Анатолий Лернер - Тремпиада
А теперь вот она ушла от меня.
Ушла после того, как при помощи своей любви и магии кристаллов вытащила меня из больницы.
А волшебная музыка Демиса все вливалась и вливалась в уши, наполняя сердце светлой печалью, а я все ходил и ходил по пустым комнатам, и выглядывал в окно, и смотрел, как растет мой кустик, и может быть, впервые за несколько дней, в пришедшей душевной тишине, мне посчастливилось осознать последние события.

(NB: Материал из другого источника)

#[cfg(test)]
mod tests {
    use super::*;
    use crate::db::Database;
    use crate::provider::{ProviderCapabilities, ScriptedProvider};

    fn tracker_with(provider: ScriptedProvider) -> (JobTracker, Arc<ScriptedProvider>) {
        tracker_with_timeout(provider, Duration::from_millis(200))
    }

    fn tracker_with_timeout(
        provider: ScriptedProvider,
        provider_timeout: Duration,
    ) -> (JobTracker, Arc<ScriptedProvider>) {
        let provider = Arc::new(provider);
        let registry = ProviderRegistry::new().with(provider.clone());
        let tracker = JobTracker::new(
            JobStore::new(Database::open_in_memory().unwrap()),
            registry,
            TrackerSettings {
                provider_timeout,
                ..TrackerSettings::default()
            },
        );
        (tracker, provider)
    }

    fn jazz() -> GenerationRequest {
        GenerationRequest::music("lyria", "Smooth jazz").param(params::BPM, 95)
    }

    #[tokio::test]
    async fn test_submit_async_provider_moves_to_processing() {
        let (tracker, provider) = tracker_with(
            ScriptedProvider::new("lyria", ContentType::Music)
                .then_generate(GenerationResult::pending("gen-1")),
        );

        let outcome = tracker.submit(&jazz(), false).await.unwrap();
        assert!(!outcome.is_duplicate());
        let job = outcome.job();
        assert_eq!(job.status, JobStatus::Processing);
        assert_eq!(job.generation_id.as_deref(), Some("gen-1"));
        assert_eq!(
            job.command.as_deref(),
            Some("ai-content music --prompt 'Smooth jazz' --provider lyria --bpm 95")
        );
        assert_eq!(job.metadata, serde_json::json!({"bpm": 95}));
        assert_eq!(provider.generate_calls(), 1);
    }

    #[tokio::test]
    async fn test_duplicate_submit_skips_provider() {
        let (tracker, provider) = tracker_with(
            ScriptedProvider::new("lyria", ContentType::Music)
                .with_generate_fallback(GenerationResult::pending("unused"))
                .then_generate(GenerationResult::pending("gen-1")),
        );

        let first = tracker.submit(&jazz(), false).await.unwrap().into_job();
        let second = tracker
            .submit(&GenerationRequest::music("LYRIA", " Smooth   jazz ").param(params::BPM, 95.0), false)
            .await
            .unwrap();

        assert!(second.is_duplicate());
        assert_eq!(second.job().id, first.id);
        assert_eq!(second.job().status, JobStatus::Processing);
        assert_eq!(provider.generate_calls(), 1);
        assert!(second.to_string().contains(&first.id));
        assert!(second.to_string().contains("processing"));
    }

    #[tokio::test]
    async fn test_synchronous_success_with_file_is_downloaded() {
        let (tracker, _) = tracker_with(
            ScriptedProvider::new("lyria", ContentType::Music)
                .then_generate(GenerationResult::ready("/tmp/jazz.wav")),
        );

        let job = tracker.submit(&jazz(), false).await.unwrap().into_job();
        assert_eq!(job.status, JobStatus::Downloaded);
        assert_eq!(job.output_path.as_deref(), Some("/tmp/jazz.wav"));
    }

    #[tokio::test]
    async fn test_provider_failure_marks_job_failed() {
        let (tracker, _) = tracker_with(
            ScriptedProvider::new("lyria", ContentType::Music).then_generate(
                GenerationResult::failure(GenerationErrorKind::QuotaExceeded, "daily limit"),
            ),
        );

        let outcome = tracker.submit(&jazz(), false).await.unwrap();
        assert_eq!(outcome.job().status, JobStatus::Failed);
        assert_eq!(outcome.job().error_kind, Some(GenerationErrorKind::QuotaExceeded));
        assert_eq!(outcome.job().error_message.as_deref(), Some("daily limit"));
        assert!(outcome.to_string().contains("QuotaExceeded"));
    }

    #[tokio::test]
    async fn test_dispatch_timeout_leaves_job_queued() {
        let (tracker, _) = tracker_with(
            ScriptedProvider::new("lyria", ContentType::Music)
                .with_delay(Duration::from_secs(5))
                .then_generate(GenerationResult::pending("late")),
        );

        let outcome = tracker.submit(&jazz(), false).await.unwrap();
        assert_eq!(outcome.job().status, JobStatus::Queued);
        assert_eq!(
            outcome.result().and_then(|r| r.failure_ref()).map(|f| f.kind),
            Some(GenerationErrorKind::Timeout)
        );
    }

    #[tokio::test]
    async fn test_sync_all_expires_unacknowledged_queued_job() {
        let (tracker, provider) = tracker_with_timeout(
            ScriptedProvider::new("lyria", ContentType::Music)
                .with_delay(Duration::from_millis(100))
                .with_generate_fallback(GenerationResult::pending("late")),
            Duration::from_millis(20),
        );

        let first = tracker.submit(&jazz(), false).await.unwrap().into_job();
        assert_eq!(first.status, JobStatus::Queued);

        // Still queued, so an identical request is a duplicate.
        assert!(tracker.submit(&jazz(), false).await.unwrap().is_duplicate());

        tokio::time::sleep(Duration::from_millis(30)).await;
        let report = tracker.sync_all(false).await.unwrap();
        assert!(report.is_clean());
        assert_eq!(report.count(JobStatus::Failed), 1);

        let expired = tracker.get(&first.id).unwrap();
        assert_eq!(expired.status, JobStatus::Failed);
        assert_eq!(expired.error_kind, Some(GenerationErrorKind::Timeout));
        assert_eq!(provider.status_calls(), 0);

        let retry = tracker.submit(&jazz(), false).await.unwrap();
        assert!(!retry.is_duplicate());
        assert_ne!(retry.job().id, first.id);
    }

    #[tokio::test]
    async fn test_sync_leaves_fresh_queued_job_alone() {
        let (tracker, _) = tracker_with(ScriptedProvider::new("lyria", ContentType::Music));
        let job = tracker
            .store()
            .create(NewJob::new("lyria", ContentType::Music, "fp-1", "Smooth jazz"))
            .unwrap();

        let outcome = tracker.sync(&job.id).await.unwrap();

        assert!(!outcome.changed());
        assert_eq!(outcome.job.status, JobStatus::Queued);
    }

    #[tokio::test]
    async fn test_unknown_provider_lists_available() {
        let (tracker, provider) =
            tracker_with(ScriptedProvider::new("lyria", ContentType::Music));
        let err = tracker
            .submit(&GenerationRequest::music("suno", "jazz"), false)
            .await
            .unwrap_err();

        assert!(!err.is_integrity());
        assert_eq!(
            err.to_string(),
            "No music provider named 'suno' (available: lyria)"
        );
        assert_eq!(provider.generate_calls(), 0);
        assert!(tracker.pending().unwrap().is_empty());
    }

    #[tokio::test]
    async fn test_sync_walks_processing_job_to_completed() {
        let (tracker, _) = tracker_with(
            ScriptedProvider::new("lyria", ContentType::Music)
                .then_generate(GenerationResult::pending("gen-1"))
                .then_status("gen-1", GenerationResult::pending("gen-1"))
                .then_status("gen-1", GenerationResult::ready_remote("gen-1")),
        );
        let job = tracker.submit(&jazz(), false).await.unwrap().into_job();

        let first = tracker.sync(&job.id).await.unwrap();
        assert!(!first.changed());
        let second = tracker.sync(&job.id).await.unwrap();
        assert!(second.changed());
        assert_eq!(second.job.status, JobStatus::Completed);

        // Completed jobs are left alone.
        let third = tracker.sync(&job.id).await.unwrap();
        assert_eq!(third.job.status, JobStatus::Completed);
    }

    #[tokio::test]
    async fn test_sync_transient_failure_keeps_processing() {
        let (tracker, _) = tracker_with(
            ScriptedProvider::new("lyria", ContentType::Music)
                .then_generate(GenerationResult::pending("gen-1"))
                .then_status(
                    "gen-1",
                    GenerationResult::failure(GenerationErrorKind::Unknown, "502"),
                )
                .then_status(
                    "gen-1",
                    GenerationResult::failure(GenerationErrorKind::ProviderRejected, "nsfw"),
                ),
        );
        let job = tracker.submit(&jazz(), false).await.unwrap().into_job();

        let err = tracker.sync(&job.id).await.unwrap_err();
        assert!(matches!(err, TrackerError::StatusQuery { .. }));
        assert_eq!(tracker.get(&job.id).unwrap().status, JobStatus::Processing);

        let outcome = tracker.sync(&job.id).await.unwrap();
        assert_eq!(outcome.job.status, JobStatus::Failed);
        assert_eq!(outcome.job.error_kind, Some(GenerationErrorKind::ProviderRejected));
        assert_eq!(outcome.job.error_message.as_deref(), Some("nsfw"));
    }

    #[tokio::test]
    async fn test_sync_requires_status_support() {
        let (tracker, provider) = tracker_with(
            ScriptedProvider::new("lyria", ContentType::Music)
                .with_capabilities(ProviderCapabilities::default())
                .then_generate(GenerationResult::pending("gen-1")),
        );
        let job = tracker.submit(&jazz(), false).await.unwrap().into_job();

        let err = tracker.sync(&job.id).await.unwrap_err();
        assert!(err.to_string().contains("does not support status checks"));
        assert_eq!(provider.status_calls(), 0);
    }

    #[tokio::test]
    async fn test_download_requires_completed() {
        let dir = tempfile::tempdir().unwrap();
        let (tracker, _) = tracker_with(
            ScriptedProvider::new("lyria", ContentType::Music)
                .with_download_payload("mp3 bytes")
                .then_generate(GenerationResult::pending("gen-1"))
                .then_status("gen-1", GenerationResult::ready_remote("gen-1")),
        );
        let job = tracker.submit(&jazz(), false).await.unwrap().into_job();

        let err = tracker.download(&job.id, None).await.unwrap_err();
        assert!(matches!(
            err,
            TrackerError::NotReady {
                status: JobStatus::Processing,
                ..
            }
        ));

        tracker.sync(&job.id).await.unwrap();
        let target = dir.path().join("jazz.mp3");
        let job = tracker.download(&job.id, Some(&target)).await.unwrap();
        assert_eq!(job.status, JobStatus::Downloaded);
        assert_eq!(job.output_path, Some(target.display().to_string()));
        assert_eq!(std::fs::read(&target).unwrap(), b"mp3 bytes");
    }

    #[tokio::test]
    async fn test_download_of_downloaded_job_is_a_no_op() {
        let dir = tempfile::tempdir().unwrap();
        let (tracker, provider) = tracker_with(
            ScriptedProvider::new("lyria", ContentType::Music)
                .with_download_payload("mp3 bytes")
                .then_generate(GenerationResult::pending("gen-1"))
                .then_status("gen-1", GenerationResult::ready_remote("gen-1")),
        );
        let job = tracker.submit(&jazz(), false).await.unwrap().into_job();
        tracker.sync(&job.id).await.unwrap();
        let target = dir.path().join("jazz.mp3");
        let first = tracker.download(&job.id, Some(&target)).await.unwrap();

        let again = tracker
            .download(&job.id, Some(&dir.path().join("elsewhere.mp3")))
            .await
            .unwrap();

        assert_eq!(again, first);
        assert_eq!(provider.download_calls(), 1);
        assert!(!dir.path().join("elsewhere.mp3").exists());
    }

    #[tokio::test]
    async fn test_default_output_path() {
        let (tracker, _) = tracker_with(
            ScriptedProvider::new("lyria", ContentType::Music)
                .then_generate(GenerationResult::pending("gen-1")),
        );
        let job = tracker.submit(&jazz(), false).await.unwrap().into_job();
        let path = tracker.default_output_path(&job);
        assert_eq!(
            path,
            PathBuf::from("output")
                .join("music")
                .join(format!("job_{}.mp3", &job.id[..8]))
        );
    }

    #[tokio::test]
    async fn test_stats_use_configured_costs() {
        let provider = Arc::new(
            ScriptedProvider::new("minimax", ContentType::Music)
                .with_generate_fallback(GenerationResult::pending("x"))
                .then_generate(GenerationResult::pending("gen-1")),
        );
        let tracker = JobTracker::new(
            JobStore::new(Database::open_in_memory().unwrap()),
            ProviderRegistry::new().with(provider),
            TrackerSettings {
                unit_costs: [("minimax".to_string(), 0.25)].into_iter().collect(),
                ..TrackerSettings::default()
            },
        );
        tracker
            .submit(&GenerationRequest::music("minimax", "jazz"), false)
            .await
            .unwrap();

        let stats = tracker.stats().unwrap();
        assert_eq!(stats.total, 1);
        assert_eq!(stats.estimated_cost, Some(0.25));
    }
}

Я прислушивался к той тишине, что стояла за переливающимися мелодиями Демиса, я прислушивался к своей внутренней тишине, которая означала не только то, что меня оставила моя прежняя жизнь, но и то, что впереди предстоит все та же жизнь, которую мне уже сейчас хотелось назвать своей.
И начиналась она, как и положено жизни, с чуда.
«Что случилось?» — спрашивают друг у друга евреи в пасхальную ночь, и рассказывают соседям и друзьям о пережитом чуде.
«Что случилось?» — спрашиваю я себя. И сам себе отвечаю: «Случилось чудо».
Месяц нисан, конец апреля. Больница Цфата. В палате трое: араб–христианин — строитель, йеменский еврей — бывший полицейский, и я — ни то, ни се.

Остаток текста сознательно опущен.